Depuis six mois, ce duo originaire de Toronto est porté par une hype incessante sur la blogosphère. Peut être parce que leurs productions rèches et atmosphériques, croisement des expérimentations de Brian Eno, de beats de jeux vidéos d’arcade et de vocaux criards importé du punk et du hardcore, tranchent radicalement avec les canons esthétiques de 2008 – on pense aux basses pimpées et saturées façon Ed Banger.

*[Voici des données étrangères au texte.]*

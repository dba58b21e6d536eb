//! File-keyed cache with external change invalidation
//!
//! Each entry pairs a cached value with a size+mtime snapshot of its file.
//! A background consumer drains change events from the monitor's channel,
//! coalesces bursts within a debounce window, and drops the affected entries
//! under the same lock the foreground accessors use; the snapshot comparison
//! on access catches changes that race a notification.

use crate::artifacts::monitor::file_monitor::{FileMonitor, lock};
use std::collections::{HashMap, HashSet};
use std::path::{Path, PathBuf};
use std::sync::mpsc::{Receiver, RecvTimeoutError};
use std::sync::{Arc, Mutex};
use std::time::{Duration, Instant, SystemTime};

/// Size+mtime snapshot used to detect staleness independent of notifications
#[derive(Debug, Clone, PartialEq, Eq)]
struct FileSnapshot {
    size: u64,
    mtime: SystemTime,
}

impl FileSnapshot {
    /// Snapshot the file as it currently is; None when it does not exist
    fn capture(path: &Path) -> Option<Self> {
        let metadata = std::fs::metadata(path).ok()?;
        Some(FileSnapshot {
            size: metadata.len(),
            mtime: metadata.modified().ok()?,
        })
    }
}

/// One cached value plus the snapshot it was stored under
#[derive(Debug)]
struct MonitoredEntry<V> {
    value: V,
    snapshot: Option<FileSnapshot>,
}

type RefreshListener = Box<dyn Fn(&Path) + Send + Sync>;

/// Generic file-keyed cache invalidated by monitor notifications
///
/// `get`/`put`/`remove` are safe to call concurrently with asynchronous
/// notification delivery: one mutex guards the backing map for both the
/// foreground accessors and the consumer loop. Rapid successive changes to
/// the same file may coalesce into a single refresh; none are lost.
pub struct MonitoredFileMap<V> {
    entries: Arc<Mutex<HashMap<PathBuf, MonitoredEntry<V>>>>,
    listeners: Arc<Mutex<Vec<RefreshListener>>>,
    monitor: Arc<dyn FileMonitor>,
}

impl<V: Clone + Send + 'static> MonitoredFileMap<V> {
    /// Create a map invalidated by `monitor` notifications
    ///
    /// Change events arriving within `debounce` of each other are applied as
    /// one batch, so refresh storms from rapid successive writes collapse.
    pub fn new(monitor: Arc<dyn FileMonitor>, debounce: Duration) -> Self {
        let entries: Arc<Mutex<HashMap<PathBuf, MonitoredEntry<V>>>> =
            Arc::new(Mutex::new(HashMap::new()));
        let listeners: Arc<Mutex<Vec<RefreshListener>>> = Arc::new(Mutex::new(Vec::new()));

        let events = monitor.subscribe();
        Self::spawn_consumer(events, entries.clone(), listeners.clone(), debounce);

        MonitoredFileMap {
            entries,
            listeners,
            monitor,
        }
    }

    /// Store a value and register its file for change notifications
    pub fn put(&self, path: PathBuf, value: V) {
        let snapshot = FileSnapshot::capture(&path);

        if let Err(error) = self.monitor.monitor(&path) {
            // unwatchable files still work through the snapshot staleness check
            tracing::debug!("cannot monitor {}: {error}", path.display());
        }

        lock(&self.entries).insert(path, MonitoredEntry { value, snapshot });
    }

    /// Look up a cached value, re-validating its snapshot
    ///
    /// An entry whose file changed since it was stored is dropped and reported
    /// as absent, even when the notification has not been delivered yet.
    pub fn get(&self, path: &Path) -> Option<V> {
        let mut entries = lock(&self.entries);
        let entry = entries.get(path)?;

        if entry.snapshot != FileSnapshot::capture(path) {
            entries.remove(path);
            return None;
        }

        Some(entry.value.clone())
    }

    /// Drop a cached value and unregister its file
    pub fn remove(&self, path: &Path) -> Option<V> {
        if let Err(error) = self.monitor.unmonitor(path) {
            tracing::debug!("cannot unmonitor {}: {error}", path.display());
        }

        lock(&self.entries).remove(path).map(|entry| entry.value)
    }

    pub fn len(&self) -> usize {
        lock(&self.entries).len()
    }

    pub fn is_empty(&self) -> bool {
        lock(&self.entries).is_empty()
    }

    /// Register a callback fired after an entry is invalidated by a
    /// notification, so dependents can recompute
    pub fn on_refresh(&self, listener: impl Fn(&Path) + Send + Sync + 'static) {
        lock(&self.listeners).push(Box::new(listener));
    }

    /// Consumer loop: drain change events, coalesce within the debounce
    /// window, apply invalidations under the shared lock
    fn spawn_consumer(
        events: Receiver<PathBuf>,
        entries: Arc<Mutex<HashMap<PathBuf, MonitoredEntry<V>>>>,
        listeners: Arc<Mutex<Vec<RefreshListener>>>,
        debounce: Duration,
    ) {
        std::thread::Builder::new()
            .name("twig-file-monitor".to_string())
            .spawn(move || {
                while let Ok(first) = events.recv() {
                    let mut batch: HashSet<PathBuf> = HashSet::new();
                    batch.insert(first);

                    let deadline = Instant::now() + debounce;
                    loop {
                        let remaining = deadline.saturating_duration_since(Instant::now());
                        match events.recv_timeout(remaining) {
                            Ok(path) => {
                                batch.insert(path);
                            }
                            Err(RecvTimeoutError::Timeout) => break,
                            Err(RecvTimeoutError::Disconnected) => break,
                        }
                    }

                    let invalidated: Vec<PathBuf> = {
                        let mut entries = lock(&entries);
                        batch
                            .into_iter()
                            .filter(|path| entries.remove(path).is_some())
                            .collect()
                    };

                    if invalidated.is_empty() {
                        continue;
                    }

                    tracing::debug!("invalidated {} monitored file(s)", invalidated.len());
                    let listeners = lock(&listeners);
                    for path in &invalidated {
                        for listener in listeners.iter() {
                            listener(path);
                        }
                    }
                }
            })
            .map(|_| ())
            .unwrap_or_else(|error| {
                // without a consumer the snapshot check still bounds staleness
                tracing::warn!("cannot spawn monitor consumer: {error}");
            });
    }
}
use assert_fs::TempDir;
use assert_fs::fixture::PathChild;
use pretty_assertions::assert_eq;
use std::path::PathBuf;
use twig::builders::{CheckoutBuilder, CommitBuilder};

mod common;

fn commit_fixture(
    dir: &TempDir,
    repository: &twig::areas::repository::Repository,
    files: &[(&str, &str)],
) -> Result<(), Box<dyn std::error::Error>> {
    for (path, content) in files {
        common::write_file(dir, path, content);
    }

    CommitBuilder::new(repository)
        .author("Jane Doe", "jane@example.com")
        .message("fixture")
        .add_all(files.iter().map(|(path, _)| PathBuf::from(*path)))
        .write()?;

    Ok(())
}

#[test]
fn checkout_restores_committed_content() -> Result<(), Box<dyn std::error::Error>> {
    let dir = TempDir::new()?;
    let (repository, _monitor) = common::init_repository(&dir);
    commit_fixture(&dir, &repository, &[("file.txt", "committed")])?;

    common::write_file(&dir, "file.txt", "local edit");

    CheckoutBuilder::new(&repository)
        .revision("HEAD")?
        .file("file.txt", "file.txt")?
        .checkout()?;

    assert_eq!(std::fs::read_to_string(dir.child("file.txt").path())?, "committed");

    Ok(())
}

#[test]
fn checkout_writes_to_a_different_destination() -> Result<(), Box<dyn std::error::Error>> {
    let dir = TempDir::new()?;
    let (repository, _monitor) = common::init_repository(&dir);
    commit_fixture(&dir, &repository, &[("src/app.rs", "fn main() {}")])?;

    CheckoutBuilder::new(&repository)
        .revision("master")?
        .file("src/app.rs", "restored/app.rs")?
        .checkout()?;

    assert_eq!(
        std::fs::read_to_string(dir.child("restored/app.rs").path())?,
        "fn main() {}"
    );

    Ok(())
}

#[test]
fn backup_renames_use_orig_then_numbered_names() -> Result<(), Box<dyn std::error::Error>> {
    let dir = TempDir::new()?;
    let (repository, _monitor) = common::init_repository(&dir);
    commit_fixture(&dir, &repository, &[("a", "committed")])?;

    common::write_file(&dir, "a", "first local");

    CheckoutBuilder::new(&repository)
        .revision("HEAD")?
        .file("a", "a")?
        .backup(true)
        .checkout()?;

    assert_eq!(std::fs::read_to_string(dir.child("a").path())?, "committed");
    assert_eq!(std::fs::read_to_string(dir.child("a.orig").path())?, "first local");

    common::write_file(&dir, "a", "second local");

    CheckoutBuilder::new(&repository)
        .revision("HEAD")?
        .file("a", "a")?
        .backup(true)
        .checkout()?;

    assert_eq!(std::fs::read_to_string(dir.child("a.orig").path())?, "first local");
    assert_eq!(
        std::fs::read_to_string(dir.child("a.0.orig").path())?,
        "second local"
    );

    Ok(())
}

#[test]
fn without_backup_the_destination_is_overwritten_in_place()
-> Result<(), Box<dyn std::error::Error>> {
    let dir = TempDir::new()?;
    let (repository, _monitor) = common::init_repository(&dir);
    commit_fixture(&dir, &repository, &[("a", "committed")])?;

    common::write_file(&dir, "a", "local");

    CheckoutBuilder::new(&repository)
        .revision("HEAD")?
        .file("a", "a")?
        .checkout()?;

    assert_eq!(std::fs::read_to_string(dir.child("a").path())?, "committed");
    assert!(!dir.child("a.orig").path().exists());

    Ok(())
}

#[test]
fn unresolved_revision_fails_immediately_with_its_name()
-> Result<(), Box<dyn std::error::Error>> {
    let dir = TempDir::new()?;
    let (repository, _monitor) = common::init_repository(&dir);
    commit_fixture(&dir, &repository, &[("file.txt", "content")])?;

    let error = CheckoutBuilder::new(&repository)
        .revision("fail")
        .unwrap_err();

    assert_eq!(error.to_string(), "fail");

    Ok(())
}

#[test]
fn missing_source_path_fails_immediately_with_its_path()
-> Result<(), Box<dyn std::error::Error>> {
    let dir = TempDir::new()?;
    let (repository, _monitor) = common::init_repository(&dir);
    commit_fixture(&dir, &repository, &[("present.txt", "content")])?;

    let error = CheckoutBuilder::new(&repository)
        .revision("HEAD")?
        .file("nested/missing.txt", "anywhere.txt")
        .unwrap_err();

    assert_eq!(error.to_string(), "nested/missing.txt");

    Ok(())
}

#[test]
fn files_reports_the_first_missing_source() -> Result<(), Box<dyn std::error::Error>> {
    let dir = TempDir::new()?;
    let (repository, _monitor) = common::init_repository(&dir);
    commit_fixture(&dir, &repository, &[("present.txt", "content")])?;

    let error = CheckoutBuilder::new(&repository)
        .revision("HEAD")?
        .files([
            (PathBuf::from("present.txt"), PathBuf::from("out.txt")),
            (PathBuf::from("gone-first.txt"), PathBuf::from("x.txt")),
            (PathBuf::from("gone-second.txt"), PathBuf::from("y.txt")),
        ])
        .unwrap_err();

    assert_eq!(error.to_string(), "gone-first.txt");

    // the failed configuration never wrote anything
    assert!(!dir.child("out.txt").path().exists());

    Ok(())
}

#[cfg(unix)]
#[test]
fn checkout_restores_the_executable_bit() -> Result<(), Box<dyn std::error::Error>> {
    use std::os::unix::fs::PermissionsExt;

    let dir = TempDir::new()?;
    let (repository, _monitor) = common::init_repository(&dir);

    common::write_file(&dir, "run.sh", "#!/bin/sh\n");
    std::fs::set_permissions(
        dir.child("run.sh").path(),
        std::fs::Permissions::from_mode(0o755),
    )?;

    CommitBuilder::new(&repository)
        .author("Jane Doe", "jane@example.com")
        .message("script")
        .add_all(["run.sh"])
        .write()?;

    std::fs::remove_file(dir.child("run.sh").path())?;

    CheckoutBuilder::new(&repository)
        .revision("HEAD")?
        .file("run.sh", "run.sh")?
        .checkout()?;

    let mode = std::fs::metadata(dir.child("run.sh").path())?
        .permissions()
        .mode();
    assert_eq!(mode & 0o111, 0o111);

    Ok(())
}

#[test]
fn checkout_by_full_object_id_resolves_the_commit() -> Result<(), Box<dyn std::error::Error>> {
    let dir = TempDir::new()?;
    let (repository, _monitor) = common::init_repository(&dir);

    common::write_file(&dir, "file.txt", "by oid");
    let commit_id = CommitBuilder::new(&repository)
        .author("Jane Doe", "jane@example.com")
        .message("fixture")
        .add_all(["file.txt"])
        .write()?;

    common::write_file(&dir, "file.txt", "local edit");

    CheckoutBuilder::new(&repository)
        .revision(commit_id.as_ref())?
        .file("file.txt", "file.txt")?
        .checkout()?;

    assert_eq!(std::fs::read_to_string(dir.child("file.txt").path())?, "by oid");

    Ok(())
}
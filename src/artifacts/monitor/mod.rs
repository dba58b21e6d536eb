//! File change monitoring
//!
//! - `file_monitor`: the external-notification collaborator — a trait plus a
//!   native implementation over the `notify` watcher and an in-process one for
//!   embedders that deliver their own change events
//! - `monitored_file_map`: a generic file-keyed cache invalidated by monitor
//!   notifications, with a size+mtime snapshot as a staleness backstop

pub mod file_monitor;
pub mod monitored_file_map;

pub use file_monitor::{FileMonitor, ManualMonitor, MonitorError, NotifyMonitor};
pub use monitored_file_map::MonitoredFileMap;
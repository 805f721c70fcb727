//! Text address forms: Base58Check for P2PKH/P2SH outputs, bech32 for
//! segwit witness programs, cross-linked to the output-script
//! templates they lock to.

pub mod base58;
pub mod bech32;

use crate::script_pubkey::{ScriptPubKey, WitnessV0Program};
use bitcoin_hashes::{Hash, hash160, sha256};
use core::fmt;
use core::str::FromStr;

/// Network tag an address commits to. Test networks share one tag:
/// they use the same version bytes and HRP.
#[derive(Debug, Clone, Copy, PartialEq, Eq)]
pub enum Network {
    Bitcoin,
    Testnet,
}

impl Network {
    /// Base58Check version byte of P2PKH addresses.
    pub fn p2pkh_version(self) -> u8 {
        match self {
            Network::Bitcoin => 0x00,
            Network::Testnet => 0x6f,
        }
    }

    /// Base58Check version byte of P2SH addresses.
    pub fn p2sh_version(self) -> u8 {
        match self {
            Network::Bitcoin => 0x05,
            Network::Testnet => 0xc4,
        }
    }

    /// Bech32 human-readable part.
    pub fn hrp(self) -> &'static str {
        match self {
            Network::Bitcoin => "bc",
            Network::Testnet => "tb",
        }
    }

    fn from_p2pkh_version(version: u8) -> Option<Self> {
        match version {
            0x00 => Some(Network::Bitcoin),
            0x6f => Some(Network::Testnet),
            _ => None,
        }
    }

    fn from_p2sh_version(version: u8) -> Option<Self> {
        match version {
            0x05 => Some(Network::Bitcoin),
            0xc4 => Some(Network::Testnet),
            _ => None,
        }
    }

    fn from_hrp(hrp: &str) -> Option<Self> {
        match hrp {
            "bc" => Some(Network::Bitcoin),
            "tb" => Some(Network::Testnet),
            _ => None,
        }
    }
}

#[derive(Debug, Clone, PartialEq, Eq)]
pub enum Error {
    Base58(base58::Error),
    Bech32(bech32::Error),
    /// Base58Check version byte matching no known address kind.
    UnknownVersion(u8),
    /// Bech32 HRP matching no known network.
    UnknownHrp(String),
    /// Base58Check payload of the wrong size for a hash.
    InvalidPayloadLength(usize),
    /// Witness program length outside its allowed range.
    InvalidProgramLength(usize),
    /// Witness version symbol above 16.
    WitnessVersionOutOfRange(u8),
    /// The bech32 data part carried no witness version.
    EmptyPayload,
}

impl fmt::Display for Error {
    fn fmt(&self, f: &mut fmt::Formatter<'_>) -> fmt::Result {
        match self {
            Error::Base58(e) => write!(f, "base58: {e}"),
            Error::Bech32(e) => write!(f, "bech32: {e}"),
            Error::UnknownVersion(v) => write!(f, "unknown address version byte 0x{v:02x}"),
            Error::UnknownHrp(hrp) => write!(f, "unknown bech32 human-readable part {hrp:?}"),
            Error::InvalidPayloadLength(len) => {
                write!(f, "address payload is {len} bytes, expected a 20-byte hash")
            }
            Error::InvalidProgramLength(len) => {
                write!(f, "invalid witness program length {len}")
            }
            Error::WitnessVersionOutOfRange(v) => write!(f, "witness version {v} is above 16"),
            Error::EmptyPayload => write!(f, "bech32 data part is empty"),
        }
    }
}

impl std::error::Error for Error {
    fn source(&self) -> Option<&(dyn std::error::Error + 'static)> {
        match self {
            Error::Base58(e) => Some(e),
            Error::Bech32(e) => Some(e),
            _ => None,
        }
    }
}

impl From<base58::Error> for Error {
    fn from(e: base58::Error) -> Self {
        Error::Base58(e)
    }
}

impl From<bech32::Error> for Error {
    fn from(e: bech32::Error) -> Self {
        Error::Bech32(e)
    }
}

/// A parsed Bitcoin address.
///
/// Round-trip invariant: parsing the display form yields an equal value
/// with a byte-identical locking script.
#[derive(Debug, Clone, PartialEq, Eq)]
pub enum Address {
    P2pkh {
        network: Network,
        pub_key_hash: [u8; 20],
    },
    P2sh {
        network: Network,
        script_hash: [u8; 20],
    },
    /// Native segwit, bech32-encoded. Version 0 programs are exactly
    /// 20 (P2WPKH) or 32 (P2WSH) bytes; other versions 2 to 40.
    Witness {
        network: Network,
        version: u8,
        program: Vec<u8>,
    },
}

impl Address {
    /// P2PKH address of a serialized public key.
    pub fn p2pkh_from_key(pub_key: &[u8], network: Network) -> Self {
        Address::P2pkh {
            network,
            pub_key_hash: hash160::Hash::hash(pub_key).to_byte_array(),
        }
    }

    /// P2SH address of a redeem script.
    pub fn p2sh_from_script(redeem_script: &[u8], network: Network) -> Self {
        Address::P2sh {
            network,
            script_hash: hash160::Hash::hash(redeem_script).to_byte_array(),
        }
    }

    /// P2WPKH address of a serialized public key.
    pub fn p2wpkh_from_key(pub_key: &[u8], network: Network) -> Self {
        Address::Witness {
            network,
            version: 0,
            program: hash160::Hash::hash(pub_key).to_byte_array().to_vec(),
        }
    }

    /// P2WSH address of a witness script.
    pub fn p2wsh_from_script(witness_script: &[u8], network: Network) -> Self {
        Address::Witness {
            network,
            version: 0,
            program: sha256::Hash::hash(witness_script).to_byte_array().to_vec(),
        }
    }

    pub fn network(&self) -> Network {
        match *self {
            Address::P2pkh { network, .. }
            | Address::P2sh { network, .. }
            | Address::Witness { network, .. } => network,
        }
    }

    /// The locking script this address stands for.
    pub fn script_pubkey(&self) -> ScriptPubKey {
        match self {
            Address::P2pkh { pub_key_hash, .. } => ScriptPubKey::P2pkh {
                pub_key_hash: *pub_key_hash,
            },
            Address::P2sh { script_hash, .. } => ScriptPubKey::P2sh {
                script_hash: *script_hash,
            },
            Address::Witness {
                version: 0,
                program,
                ..
            } => match program.len() {
                20 => ScriptPubKey::WitnessV0(WitnessV0Program::PubKeyHash(
                    program.as_slice().try_into().unwrap(),
                )),
                32 => ScriptPubKey::WitnessV0(WitnessV0Program::ScriptHash(
                    program.as_slice().try_into().unwrap(),
                )),
                // constructors and parsing keep v0 programs to 20/32
                _ => unreachable!("invalid v0 witness program length"),
            },
            Address::Witness {
                version, program, ..
            } => ScriptPubKey::WitnessUnknown {
                version: *version,
                program: program.clone(),
            },
        }
    }

    /// The address of an output script, if that script kind has one.
    pub fn from_script_pubkey(script_pubkey: &ScriptPubKey, network: Network) -> Option<Self> {
        Some(match script_pubkey {
            ScriptPubKey::P2pkh { pub_key_hash } => Address::P2pkh {
                network,
                pub_key_hash: *pub_key_hash,
            },
            ScriptPubKey::P2sh { script_hash } => Address::P2sh {
                network,
                script_hash: *script_hash,
            },
            ScriptPubKey::WitnessV0(WitnessV0Program::PubKeyHash(hash)) => Address::Witness {
                network,
                version: 0,
                program: hash.to_vec(),
            },
            ScriptPubKey::WitnessV0(WitnessV0Program::ScriptHash(hash)) => Address::Witness {
                network,
                version: 0,
                program: hash.to_vec(),
            },
            _ => return None,
        })
    }

    fn validate_witness(version: u8, program_len: usize) -> Result<(), Error> {
        if version > 16 {
            return Err(Error::WitnessVersionOutOfRange(version));
        }
        match (version, program_len) {
            (0, 20) | (0, 32) => Ok(()),
            (0, len) => Err(Error::InvalidProgramLength(len)),
            (_, 2..=40) => Ok(()),
            (_, len) => Err(Error::InvalidProgramLength(len)),
        }
    }
}

impl fmt::Display for Address {
    fn fmt(&self, f: &mut fmt::Formatter<'_>) -> fmt::Result {
        match self {
            Address::P2pkh {
                network,
                pub_key_hash,
            } => {
                let mut payload = Vec::with_capacity(21);
                payload.push(network.p2pkh_version());
                payload.extend(pub_key_hash);
                write!(f, "{}", base58::check_encode(&payload))
            }
            Address::P2sh {
                network,
                script_hash,
            } => {
                let mut payload = Vec::with_capacity(21);
                payload.push(network.p2sh_version());
                payload.extend(script_hash);
                write!(f, "{}", base58::check_encode(&payload))
            }
            Address::Witness {
                network,
                version,
                program,
            } => {
                let mut data = vec![*version];
                data.extend(
                    bech32::convert_bits(program, 8, 5, true)
                        .expect("8-bit input cannot be out of range"),
                );
                let encoded = bech32::encode(network.hrp(), &data)
                    .expect("witness programs fit the bech32 length bound");
                write!(f, "{encoded}")
            }
        }
    }
}

impl FromStr for Address {
    type Err = Error;

    fn from_str(s: &str) -> Result<Self, Error> {
        // bech32 addresses of a known network; the HRP check must see
        // the lowercased form, mixed-case rejection stays in the codec
        let prefix = s
            .split_once('1')
            .map(|(hrp, _)| hrp.to_ascii_lowercase());
        if let Some(network) = prefix.as_deref().and_then(Network::from_hrp) {
            let (_, data) = bech32::decode(s)?;
            let (&version, program_symbols) = data.split_first().ok_or(Error::EmptyPayload)?;
            let program = bech32::convert_bits(program_symbols, 5, 8, false)?;

            Self::validate_witness(version, program.len())?;

            return Ok(Address::Witness {
                network,
                version,
                program,
            });
        }

        let payload = base58::check_decode(s)?;
        let [version, hash @ ..] = payload.as_slice() else {
            return Err(Error::InvalidPayloadLength(0));
        };
        if hash.len() != 20 {
            return Err(Error::InvalidPayloadLength(hash.len()));
        }
        let pub_key_hash: [u8; 20] = hash.try_into().unwrap();

        if let Some(network) = Network::from_p2pkh_version(*version) {
            Ok(Address::P2pkh {
                network,
                pub_key_hash,
            })
        } else if let Some(network) = Network::from_p2sh_version(*version) {
            Ok(Address::P2sh {
                network,
                script_hash: pub_key_hash,
            })
        } else {
            Err(Error::UnknownVersion(*version))
        }
    }
}
//! End-to-end interpreter scenarios: parsing real script shapes,
//! spend verification, resource limits.

use bitcoin_script_engine::{
    NullChecker, OwnedScript, PushKind, ScriptBuilder, ScriptElem, ScriptError, ScriptPubKey,
    Stack, TransactionChecker, VerifyFlags, eval_script, opcodes, verify_script,
};
use bitcoin_hashes::{Hash, hash160, sha256};
use hex_literal::hex;

fn accept_pair(
    sig: Vec<u8>,
    key: Vec<u8>,
) -> TransactionChecker<impl Fn(&[u8], &[u8], &[u8]) -> bool> {
    TransactionChecker {
        version: 2,
        lock_time: 0,
        sequence: 0,
        verify: move |pub_key: &[u8], sig_bytes: &[u8], _code: &[u8]| {
            pub_key == key && sig_bytes == sig
        },
    }
}

fn dummy_sig(len: usize) -> Vec<u8> {
    // DER skeleton of the requested total length, sighash byte included
    let (r_len, s_len) = match len {
        71 => (32, 32),
        72 => (33, 32),
        _ => panic!("unsupported signature length"),
    };
    let mut sig = vec![0x30, (len - 3) as u8, 0x02, r_len as u8];
    if r_len == 33 {
        sig.push(0x00);
        sig.push(0x80);
        sig.extend([0x11; 31]);
    } else {
        sig.push(0x11);
        sig.extend([0x11; 31]);
    }
    sig.push(0x02);
    sig.push(s_len as u8);
    sig.push(0x22);
    sig.extend([0x22; 31]);
    sig.push(0x01);
    assert_eq!(sig.len(), len);
    sig
}

fn dummy_key(first: u8) -> Vec<u8> {
    let mut key = vec![0x02];
    key.push(first);
    key.extend([0x33; 31]);
    key
}

#[test]
fn test_p2sh_multisig_script_sig_parses() {
    // OP_0, two signature pushes, and an OP_PUSHDATA1 of the 105-byte
    // 2-of-3 redeem script
    let redeem = ScriptBuilder::new()
        .push_opcode(opcodes::OP_2)
        .push_slice(&dummy_key(0xaa))
        .push_slice(&dummy_key(0xbb))
        .push_slice(&dummy_key(0xcc))
        .push_opcode(opcodes::OP_3)
        .push_opcode(opcodes::OP_CHECKMULTISIG)
        .into_bytes();
    assert_eq!(redeem.len(), 105);

    let mut script_sig = vec![0x00];
    script_sig.push(0x47);
    script_sig.extend(dummy_sig(71));
    script_sig.push(0x48);
    script_sig.extend(dummy_sig(72));
    script_sig.push(0x4c);
    script_sig.push(0x69);
    script_sig.extend(&redeem);

    let parsed = OwnedScript::parse_from_bytes(&script_sig).unwrap();
    assert_eq!(parsed.len(), 4);
    assert_eq!(parsed[0], ScriptElem::Op(opcodes::OP_0));
    assert!(matches!(parsed[1], ScriptElem::Push(PushKind::Direct, data) if data.len() == 71));
    assert!(matches!(parsed[2], ScriptElem::Push(PushKind::Direct, data) if data.len() == 72));
    assert!(matches!(parsed[3], ScriptElem::Push(PushKind::Data1, data) if data.len() == 105));
    assert_eq!(parsed.to_bytes(), script_sig);

    // the pushed redeem script is itself the multisig template
    let ScriptElem::Push(_, redeem_bytes) = parsed[3] else {
        panic!("wrong token");
    };
    let ScriptPubKey::Multisig { required, pub_keys } = ScriptPubKey::from_bytes(redeem_bytes)
    else {
        panic!("not a multisig template");
    };
    assert_eq!(required, 2);
    assert_eq!(pub_keys.len(), 3);
}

Alice Glass et Ethan Kath se rencontrent à Toronto en 2004 en accomplissant un travail d’intêret général dans une association. “On faisait de la lecture aux non-voyants. Tous les autres bénévoles étaient assez âgés, on était les deux seuls “jeunes”. On a très vite découvert qu’on adorait les mêmes groupes punks obscurs”, explique Kath. A l’époque Kath, qui a envie de prendre une direction plus électronique vient de se quitter son groupe de heavy metal ; Alice, lycéenne de 16 ans chante elle dans un groupe de punk-noise. “Je suis allée la voir sur scène et ça a été une révélation, poursuit Kath, le plus loquace. J’ai réalisé qu’elle était vraiment l’élément qui manquait à la chanson que j’étais en train de composer.”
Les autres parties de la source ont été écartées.